C’est encore, on le voit, transporter sur le terrain de la linguistique cette question de l’égalité, qui, — moins déplacée quand on l’étudie à d’autres points de vue, — joue un si grand rôle dans les controverses modernes. Pour nous, s’il fallait choisir entre la langue du bon sens, de la raison générale, la langue que parlait Addison ou Mme de Sévigné, et le slang de Londres ou celui de Paris, notre hésitation ne serait pas longue ; mais cette préférence si simple et si légitime, à laquelle les adhésions ne manqueraient pas, que vaut-elle pour le très grand nombre ? Ce que « vaut le caviar pour le million, » pour emprunter encore une locution au slang du temps de Shakspeare, c’est-à-dire ce que valent pour la foule les choses de nature exquise. La foule ne lit guère, et choisit encore moins le peu qu’elle lit. Elle écoute, curieuse et béante, elle répète sans trop de discernement ce qui fait le plus de bruit à ses oreilles. On parle à ses yeux par l’enluminure violente et non par les nuances délicates, à sa mémoire par la bizarrerie outrée bien mieux que par la grâce élégante.

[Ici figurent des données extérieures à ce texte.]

use actix_web::{error::ResponseError, http::StatusCode, HttpResponse};

/// Application-wide Result type
pub type Result<T> = std::result::Result<T, AppError>;

/// Main application error type
#[derive(thiserror::Error, Debug)]
pub enum AppError {
    /// Uploaded CSV columns do not match the expected layout
    #[error("CSV columns do not match the expected layout")]
    SchemaMismatch {
        found: Vec<String>,
        expected: Vec<String>,
    },

    /// A monetary cell could not be converted to a number
    #[error("cannot parse '{value}' in column '{column}' at row {row}: {reason}")]
    Conversion {
        column: String,
        value: String,
        row: usize,
        reason: String,
    },

    /// Any other parsing or aggregation failure; carries a preview of the
    /// raw parsed rows for diagnosis
    #[error("CSV processing failed: {message}")]
    Processing {
        message: String,
        preview: Vec<Vec<String>>,
    },

    /// Malformed or oversized upload
    #[error("Upload error: {0}")]
    Upload(String),

    /// Configuration errors
    #[error("Configuration error: {0}")]
    Configuration(String),

    /// Internal server errors
    #[error("Internal error: {0}")]
    Internal(String),
}

impl AppError {
    /// Stable machine-readable code for the HTTP error body
    pub fn code(&self) -> &'static str {
        match self {
            AppError::SchemaMismatch { .. } => "SCHEMA_MISMATCH",
            AppError::Conversion { .. } => "CONVERSION_ERROR",
            AppError::Processing { .. } => "PROCESSING_ERROR",
            AppError::Upload(_) => "UPLOAD_ERROR",
            AppError::Configuration(_) => "CONFIGURATION_ERROR",
            AppError::Internal(_) => "INTERNAL_ERROR",
        }
    }
}

impl ResponseError for AppError {
    fn error_response(&self) -> HttpResponse {
        let mut body = serde_json::json!({
            "error": {
                "code": self.code(),
                "message": self.to_string(),
            }
        });

        // Attach variant-specific detail so the caller can show what was
        // found next to what was expected.
        match self {
            AppError::SchemaMismatch { found, expected } => {
                body["error"]["found"] = serde_json::json!(found);
                body["error"]["expected"] = serde_json::json!(expected);
            }
            AppError::Conversion {
                column, value, row, ..
            } => {
                body["error"]["column"] = serde_json::json!(column);
                body["error"]["value"] = serde_json::json!(value);
                body["error"]["row"] = serde_json::json!(row);
            }
            AppError::Processing { preview, .. } if !preview.is_empty() => {
                body["error"]["preview"] = serde_json::json!(preview);
            }
            _ => {}
        }

        HttpResponse::build(self.status_code()).json(body)
    }

    fn status_code(&self) -> StatusCode {
        match self {
            AppError::SchemaMismatch { .. } => StatusCode::UNPROCESSABLE_ENTITY,
            AppError::Conversion { .. } => StatusCode::UNPROCESSABLE_ENTITY,
            AppError::Processing { .. } => StatusCode::BAD_REQUEST,
            AppError::Upload(_) => StatusCode::BAD_REQUEST,
            AppError::Configuration(_) => StatusCode::INTERNAL_SERVER_ERROR,
            AppError::Internal(_) => StatusCode::INTERNAL_SERVER_ERROR,
        }
    }
}

// Helper functions for common error scenarios
impl AppError {
    pub fn upload(msg: impl Into<String>) -> Self {
        AppError::Upload(msg.into())
    }

    pub fn processing(msg: impl Into<String>, preview: Vec<Vec<String>>) -> Self {
        AppError::Processing {
            message: msg.into(),
            preview,
        }
    }

    pub fn internal(msg: impl Into<String>) -> Self {
        AppError::Internal(msg.into())
    }
}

Une trivialité grotesque la saisit, — « l’empoigne, » vous dira-t-elle, — tout autrement que le plus ingénieux sous-entendu. Elle comprend, elle apprécie, elle goûte d’autant mieux le jargon qu’elle en tient fabrique, et qu’en lui parlant ce langage à part, en lui rendant ce qu’on tient d’elle, on flatte son amour-propre en même temps qu’on se place au niveau de son intelligence.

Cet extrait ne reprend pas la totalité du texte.